El médico cardiólogo Daniel López Rosetti ha compartido su perspectiva sobre el estrés y la importancia del ejercicio físico como una herramienta terapéutica clave para mejorar la salud mental. En una reciente entrevista, destacó que «No somos seres racionales, somos seres emocionales que razonan«, enfatizando que nuestras emociones preceden a nuestro razonamiento.
Según López Rosetti, los beneficios del movimiento sobre el cerebro requieren de un proceso de adaptación biológica, el cual puede tomar entre uno y dos meses. Aseguró que, aunque la mejora no es inmediata, las personas con depresión pueden empezar a notar cambios significativos entre las cuatro y ocho semanas de haber comenzado un régimen de ejercicio.
El especialista analizó distintas modalidades de ejercicio y su eficacia en el tratamiento de trastornos anímicos. Afirmó que tanto los ejercicios aeróbicos como los de resistencia muscular ofrecen ventajas equivalentes para la salud mental. «La actividad física aeróbica, como caminar o trotar, tiene el mismo efecto que el ejercicio de musculación en el tratamiento de la depresión«, comentó.
En cuanto a la frecuencia y duración del ejercicio, López Rosetti se refirió a los estándares establecidos por la Organización Mundial de la Salud, recomendando un mínimo de 150 minutos semanales de actividad física, que puede distribuirse en sesiones de 30 minutos, cinco veces a la semana. Además, subrayó la importancia de mantener el tono muscular para potenciar los efectos positivos del ejercicio.

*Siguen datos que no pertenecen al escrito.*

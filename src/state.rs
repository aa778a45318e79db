//! Shared state for the HTTP handlers

use crate::dal::Dal;

/// The shared app state.
#[derive(Debug, Clone)]
pub struct AppState {
    /// The configuration database
    pub dal: Dal,
}
impl Dal {
    /// Starts building a service over the node tree in `root`.
    pub fn builder(root: impl Into<PathBuf>) -> Builder {
        Builder::new(root.into())
    }

    /// Returns the assembled XML document of `curl`.
    pub async fn get_document(&self, curl: &str) -> Result<Arc<str>, DalError> {
        self.enter()?;
        self.load_document(curl::canonical(curl)).await
    }

    /// Returns the bound object of `curl`, binding a new one if none is live.
    pub async fn get_dao(&self, curl: &str) -> Result<DaoHandle, DalError> {
        self.enter()?;
        let curl = curl::canonical(curl);
        self.inner
            .daos
            .get_or_create(curl, || async {
                let document = self.load_document(curl).await?;
                self.inner
                    .assembler
                    .parser()
                    .parse_str(&document)
                    .map_err(|err| {
                        InternalSnafu {
                            operation: "activate DAO",
                            curl,
                        }
                        .into_error(err.into())
                    })
            })
            .await
    }

    /// Lists the children of `curl` as space separated names.
    ///
    /// Listing the root re-reads the node tree from disk.
    pub async fn list_nodes(&self, curl: &str) -> Result<String, DalError> {
        self.enter()?;
        let curl = curl::canonical(curl);
        if curl.is_empty() {
            self.rescan().await;
        }
        Ok(self.tree().list(curl))
    }

    /// Lists the children of `curl` together with the elements of its record.
    pub async fn list_daos(&self, curl: &str) -> Result<String, DalError> {
        self.enter()?;
        let curl = curl::canonical(curl);
        let (mut names, has_record) = {
            let tree = self.tree();
            let names: Vec<String> = tree.list(curl).split_whitespace().map(String::from).collect();
            let has_record = match resolver::locate(&tree, curl) {
                Ok(located) => located.node.has_record() || !located.residual.is_empty(),
                Err(_) => false,
            };
            (names, has_record)
        };
        if has_record {
            match self.load_document(curl).await.and_then(|doc| {
                self.inner
                    .assembler
                    .parser()
                    .parse_str(&doc)
                    .map_err(|err| {
                        InternalSnafu {
                            operation: "list DAOs",
                            curl,
                        }
                        .into_error(err.into())
                    })
            }) {
                Ok(record) => merge_names(&mut names, &record),
                Err(err) => debug!("listing only nodes of '{curl}': {err}"),
            }
        }
        Ok(names.join(" "))
    }

    /// Drops the cached document and the bound object of `curl`, then notifies its listeners.
    pub async fn clear_cache(&self, curl: &str) -> Result<(), DalError> {
        self.enter()?;
        self.invalidate(curl::canonical(curl)).await;
        Ok(())
    }

    /// Re-reads the node tree, drops all cached documents and notifies every subscribed curl.
    pub async fn clear_cache_all(&self) -> Result<(), DalError> {
        self.enter()?;
        self.invalidate_all().await;
        Ok(())
    }

    /// Registers a listener and returns its new id.
    pub async fn add_change_listener(
        &self,
        listener: Arc<dyn ChangeListener>,
    ) -> Result<ListenerId, DalError> {
        self.enter()?;
        let reference = listener.reference();
        self.inner.subscriptions.register(listener).map_err(|err| {
            InternalSnafu {
                operation: "register listener",
                curl: reference,
            }
            .into_error(err.into())
        })
    }

    /// Subscribes listener `id` to changes of `curl`.
    pub async fn listen_for_changes(&self, curl: &str, id: ListenerId) -> Result<(), DalError> {
        self.enter()?;
        self.inner.subscriptions.subscribe(curl, id);
        Ok(())
    }

    /// Removes listener `id` and all its subscriptions. Returns whether it was registered.
    pub async fn remove_change_listener(&self, id: ListenerId) -> Result<bool, DalError> {
        self.enter()?;
        Ok(self.inner.subscriptions.unregister(id))
    }

    /// Name of the configuration backend.
    pub async fn configuration_name(&self) -> Result<&'static str, DalError> {
        self.enter()?;
        Ok(CONFIGURATION_NAME)
    }

    /// Shuts the service down. Every later call fails with [`DalError::ServiceUnavailable`].
    pub async fn shutdown(&self) -> Result<(), DalError> {
        self.enter()?;
        self.inner.shutdown.cancel();
        let monitor = self.inner.monitor.lock().take();
        if let Some(monitor) = monitor {
            monitor.shutdown().await;
        }
        info!("configuration database shut down");
        Ok(())
    }

    /// Connects a stringified listener reference with the configured connector.
    pub fn connect_listener(
        &self,
        reference: &str,
    ) -> Result<Arc<dyn ChangeListener>, DeliveryError> {
        self.inner.connector.connect(reference)
    }

    /// Whether [`Dal::shutdown`] was called.
    pub fn is_shutdown(&self) -> bool {
        self.inner.shutdown.is_cancelled()
    }

    /// Resolves once [`Dal::shutdown`] was called.
    pub async fn closed(&self) {
        self.inner.shutdown.cancelled().await
    }

    /// Number of operations invoked so far, including rejected ones.
    pub fn invocation_count(&self) -> u64 {
        self.inner.metrics.invocations.get()
    }

    /// The metrics of this service.
    pub fn metrics(&self) -> &Arc<Metrics> {
        &self.inner.metrics
    }

    /// Schema files found at the last scan.
    pub fn schema_locations(&self) -> SchemaLocations {
        self.inner.schemas.read().clone()
    }

    fn enter(&self) -> Result<(), DalError> {
        self.inner.metrics.invocations.inc();
        snafu::ensure!(!self.is_shutdown(), ServiceUnavailableSnafu);
        Ok(())
    }

    fn tree(&self) -> Arc<NodeTree> {
        self.inner.tree.read().clone()
    }

    /// Re-reads the node tree from disk. A failed scan keeps the previous tree.
    async fn rescan(&self) {
        let tree = self.tree();
        match tokio::task::spawn_blocking(move || tree.rescan()).await {
            Ok(tree) => {
                *self.inner.tree.write() = Arc::new(tree);
                trace!("node tree rescanned");
            }
            Err(err) => warn!("failed to rescan the node tree: {err}"),
        }
    }

    async fn reload_schemas(&self) {
        let root = self.inner.root.clone();
        match tokio::task::spawn_blocking(move || SchemaLocations::from_env(&root)).await {
            Ok(schemas) => {
                *self.inner.schemas.write() = schemas;
            }
            Err(err) => warn!("failed to reload schemas: {err}"),
        }
    }

    async fn load_document(&self, curl: &str) -> Result<Arc<str>, DalError> {
        let _guard = self.inner.load_lock.lock().await;
        if let Some(document) = self.inner.cache.get(curl) {
            return Ok(document);
        }
        let record = self
            .load_element(curl)
            .await
            .inspect_err(|err| self.report_failure(curl, err))?;
        let document: Arc<str> = record.to_xml().into();
        self.inner.cache.put(curl, document.clone());
        Ok(document)
    }

    async fn load_element(&self, curl: &str) -> Result<Element, DalError> {
        let tree = self.tree();
        let assembler = self.inner.assembler.clone();
        let owned = curl.to_string();
        tokio::task::spawn_blocking(move || assembler.load(&tree, &owned))
            .await
            .map_err(|err| {
                InternalSnafu {
                    operation: "assemble record",
                    curl,
                }
                .into_error(err.into())
            })?
    }

    fn report_failure(&self, curl: &str, err: &DalError) {
        if !err.is_not_found() {
            warn!("failed to load '{curl}': {err}");
            return;
        }
        self.inner.metrics.record_not_found.inc();
        match self.inner.not_found_guard.check(curl) {
            None => {}
            Some(1) => warn!("missing record: {err}"),
            Some(count) => warn!("missing record: {err} (requested {count} times in the last window)"),
        }
    }

    async fn invalidate(&self, curl: &str) {
        let cached = self.inner.cache.remove(curl);
        let bound = self.inner.daos.invalidate(curl);
        trace!("cleared '{curl}' (cached: {cached}, bound: {bound})");
        let outcome = self.inner.subscriptions.notify(curl).await;
        debug!(
            "notified {} listeners of '{curl}', pruned {}",
            outcome.delivered.len(),
            outcome.pruned.len()
        );
    }

    async fn invalidate_all(&self) {
        self.rescan().await;
        self.reload_schemas().await;
        self.inner.cache.clear();
        let curls = self.inner.subscriptions.curls();
        info!("clearing all records, notifying {} curls", curls.len());
        for curl in curls {
            self.invalidate(&curl).await;
        }
    }

    /// Restores persisted listeners and tells them everything changed.
    fn recover_clients(&self) {
        match self.inner.subscriptions.restore(self.inner.connector.as_ref()) {
            Ok(0) => return,
            Ok(restored) => debug!("recovered {restored} listeners"),
            Err(err) => {
                warn!("failed to load listeners: {err}");
                return;
            }
        }
        let dal = self.clone();
        tokio::task::spawn(async move {
            dal.invalidate_all().await;
        });
    }
}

El cardiólogo también abordó el impacto del movimiento en situaciones de desánimo transitorio, señalando que el estrés y las frustraciones cotidianas pueden afectar el estado anímico. En estos casos, la respuesta al ejercicio físico es generalmente más rápida que en personas con depresión clínica. «La actividad física mejora el estado emocional en pocos días«, concluyó López Rosetti, describiendo el movimiento como un «medicamento» que puede aliviar el desánimo.